An ultrasound - sound waves used to create images - is often used as a first step in diagnosing whether a man has testicular cancer. A hand-held probe is moved over the scrotum to determine the makeup of testicular lumps, whether they are solid or fluid-filled and if they are inside or outside the testicle. It is a painless test.

Blood tests are also used to review the level of tumor markers in the blood. These markers are always present but may be elevated when cancer has developed. Blood tests are not definitive, however, and further screenings may be necessary.



Surgery to remove a testicle - a radical orchiectomy - is the primary treatment for almost all testicular cancer. The testicle is removed through an incision in the groin.
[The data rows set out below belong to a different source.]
//! Google Books volume lookup.
//!
//! - search:  `GET {base}/volumes?q=..&startIndex=..&maxResults=..`
//! - details: `GET {base}/volumes/{id}`

use serde_json::Value;

use super::{encode_segment, str_field, str_list, year_of, BookSource, SearchPage};
use crate::catalog::client::{SearchOptions, SortOrder};
use crate::catalog::error::CatalogError;
use crate::catalog::transport::Request;
use crate::domain::{Book, BookDetails, Source};

pub const DEFAULT_BASE_URL: &str = "https://www.googleapis.com/books/v1";

/// The volumes endpoint rejects larger pages
const MAX_RESULTS_PER_PAGE: u32 = 40;

pub struct GoogleBooks {
    base_url: String,
    api_key: Option<String>,
}

impl Default for GoogleBooks {
    fn default() -> Self {
        Self::new(DEFAULT_BASE_URL, None)
    }
}

impl GoogleBooks {
    pub fn new(base_url: impl Into<String>, api_key: Option<String>) -> Self {
        Self {
            base_url: base_url.into().trim_end_matches('/').to_string(),
            api_key: api_key.filter(|k| !k.is_empty()),
        }
    }

    fn with_key(&self, request: Request) -> Request {
        match &self.api_key {
            Some(key) => request.param("key", key),
            None => request,
        }
    }

    /// Image links are served over plain http by default
    fn secure(url: String) -> String {
        match url.strip_prefix("http://") {
            Some(rest) => format!("https://{}", rest),
            None => url,
        }
    }

    fn isbn(info: &Value) -> Option<String> {
        let identifiers = info.get("industryIdentifiers")?.as_array()?;
        let find = |kind: &str| {
            identifiers
                .iter()
                .find(|i| i.get("type").and_then(Value::as_str) == Some(kind))
                .and_then(|i| str_field(i, "identifier"))
        };
        find("ISBN_13").or_else(|| find("ISBN_10"))
    }

    /// Normalize one volume; volumes without an id are skipped
    fn normalize_volume(item: &Value) -> Option<Book> {
        let id = str_field(item, "id")?;
        let empty = Value::Null;
        let info = item.get("volumeInfo").unwrap_or(&empty);
        let title = str_field(info, "title").unwrap_or_else(|| "Untitled".to_string());

        let mut book = Book::new(id, Source::GoogleBooks, title).with_authors(str_list(info, "authors"));

        if let Some(links) = info.get("imageLinks") {
            book.cover_url = str_field(links, "thumbnail")
                .or_else(|| str_field(links, "smallThumbnail"))
                .map(Self::secure);
            book.cover_url_large = ["large", "medium", "small"]
                .iter()
                .find_map(|size| str_field(links, size))
                .map(Self::secure)
                .or_else(|| book.cover_url.clone());
        }

        book.isbn = Self::isbn(info);
        book.subjects = str_list(info, "categories");
        book.publisher = str_field(info, "publisher");
        book.language = str_field(info, "language");
        book.rating = info.get("averageRating").and_then(Value::as_f64);
        book.description = str_field(info, "description");
        book.publish_year = str_field(info, "publishedDate").as_deref().and_then(year_of);
        book.page_count = info
            .get("pageCount")
            .and_then(Value::as_u64)
            .filter(|&p| p > 0)
            .map(|p| p as u32);

        Some(book)
    }
}

impl BookSource for GoogleBooks {
    fn source(&self) -> Source {
        Source::GoogleBooks
    }

    fn search_request(&self, query: &str, options: &SearchOptions) -> Request {
        let per_page = options.limit.clamp(1, MAX_RESULTS_PER_PAGE);
        let start_index = u64::from(options.page.saturating_sub(1)) * u64::from(per_page);

        let order_by = match options.sort {
            SortOrder::Newest => "newest",
            _ => "relevance",
        };

        self.with_key(
            Request::get(format!("{}/volumes", self.base_url))
                .param("q", query)
                .param("startIndex", start_index)
                .param("maxResults", per_page)
                .param("orderBy", order_by),
        )
    }

    fn max_page_size(&self) -> Option<u32> {
        Some(MAX_RESULTS_PER_PAGE)
    }

    fn parse_search(&self, body: &Value) -> Result<SearchPage, CatalogError> {
        if !body.is_object() {
            return Err(CatalogError::invalid_response("Google Books search is not an object"));
        }

        // `items` is omitted entirely when nothing matched
        let books = body
            .get("items")
            .and_then(Value::as_array)
            .map(|items| items.iter().filter_map(Self::normalize_volume).collect())
            .unwrap_or_default();

        let total = body.get("totalItems").and_then(Value::as_u64).unwrap_or(0);

        Ok(SearchPage { books, total })
    }

    fn details_request(&self, id: &str) -> Request {
        let url = format!("{}/volumes/{}", self.base_url, encode_segment(id));
        self.with_key(Request::get(url))
    }

    fn parse_details(&self, _id: &str, body: &Value) -> Result<BookDetails, CatalogError> {
        let book = Self::normalize_volume(body)
            .ok_or_else(|| CatalogError::invalid_response("Google Books volume without `id`"))?;

        let publish_date = body
            .get("volumeInfo")
            .and_then(|info| str_field(info, "publishedDate"));
        let author_names = body
            .get("volumeInfo")
            .map(|info| str_list(info, "authors"))
            .unwrap_or_default();

        Ok(BookDetails {
            book,
            author_names,
            publish_date,
        })
    }
}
Having one testicle removed does not affect a man's ability to get an erection or have sex. But for men who are concerned about their appearance, a prosthesis - filled with saline - can be implanted. Prostheses come in different sizes so one can be matched to the remaining testicle.

Radiation Therapy

Radiation therapy uses high-powered energy beams to kill cancer cells. It is sometimes used in men with the seminoma type of cancer after surgery to remove the testicle.


Chemotherapy is typically used when cancer has spread outside the testicle or after surgery to help reduce the risk of it reoccurring. It is typically given intravenously with several different courses of treatment available, including a number of drugs that may be used.

Patients may experience a number of side effects, including fatigue, nausea, hair loss and an increased risk of infection. Medications are available to reduce the severity of some of these side effects. Chemotherapy may cause infertility so patients should speak to their physician about preserving sperm before beginning treatment.